5. “Identify and maintain critical food-web connections.”
Complexity scientists are starting to analyse the finance system to understand the relationships between different players and investment strategies, in the same way that ecologists monitor the interactions between species in an ecosystem. This should help identify the sources and indicators of systemic risk.

6. “Characterise and maintain viable fish habitats.”
In other words, don’t forget the real economy. No bottom-trawling or ripping up local habitats, as happened during the subprime crisis. And make the regulatory environment fair and transparent, so institutions feel happy and safe.

7. “Account for ecosystem change through time”
For example due to climate change. Regulations have to be constantly updated to keep up with both financial innovation, and with new markets such as carbon trading.

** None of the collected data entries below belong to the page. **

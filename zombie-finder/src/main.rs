mod config;
mod output;

use anyhow::Result;
use tracing::{info, trace, warn};

use zombie_finder_lib::find_zombie_records;
use zombie_finder_lib::tracked::read_tracked_files;

use crate::config::configure;

#[tokio::main]
async fn main() -> Result<()> {
    let cfg = configure().await?;
    trace!("{:?}", cfg);

    let entries = read_tracked_files(&cfg.input.tracked_paths, cfg.input.columns)?;
    if entries.is_empty() {
        warn!(
            "[{}] no tracked entries in {} partition files",
            cfg.collector,
            cfg.input.tracked_paths.len()
        );
    }
    info!(
        "[{}] {} tracked entries, {} MRT inputs, quarantine {}s",
        cfg.collector,
        entries.len(),
        cfg.source.inputs.len(),
        cfg.engine.quarantine_secs
    );

    let changing = output::open_changing_log(&cfg.output.changing_path)?;
    let run = find_zombie_records(
        cfg.engine,
        entries,
        cfg.source.inputs.clone(),
        (cfg.source.interval_start, cfg.source.interval_end),
        changing,
        cfg.source.event_buffer_size,
    )
    .await;

    // Snapshots gathered before a fault are still written.
    output::write_snapshot_file(&cfg.output.snapshot_path, &run.snapshots)?;
    info!(
        "[{}] wrote {} snapshots to {} and {} changing lines to {}",
        cfg.collector,
        run.snapshots.len(),
        cfg.output.snapshot_path.display(),
        run.summary.changing_lines,
        cfg.output.changing_path.display()
    );

    if let Some(fault) = run.fault {
        return Err(fault.context(format!(
            "[{}] run ended early, partial results were written",
            cfg.collector
        )));
    }

    Ok(())
}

8. “Account for evolutionary changes caused by fishing.”
Just as fishing changes the composition of the ecosystem, so financial regulation changes the composition of the financial system. For example, restricting a particular financial product in too narrow a manner may result in a bloom of new but related products to fill the available niche.

9. “Maintain old growth age structure in fish populations.”
New products offering supposed benefits need to be scrutinised carefully before being adopted. Other critical industries (e.g. pharmaceutics, nuclear) only allow new technologies once they are shown to have demonstrable benefit without dangerous side-effects.

10. “Implement an approach that is integrated, interdisciplinary, and inclusive.”
Finally, be open to ideas and methods from other areas of science – such as fisheries management.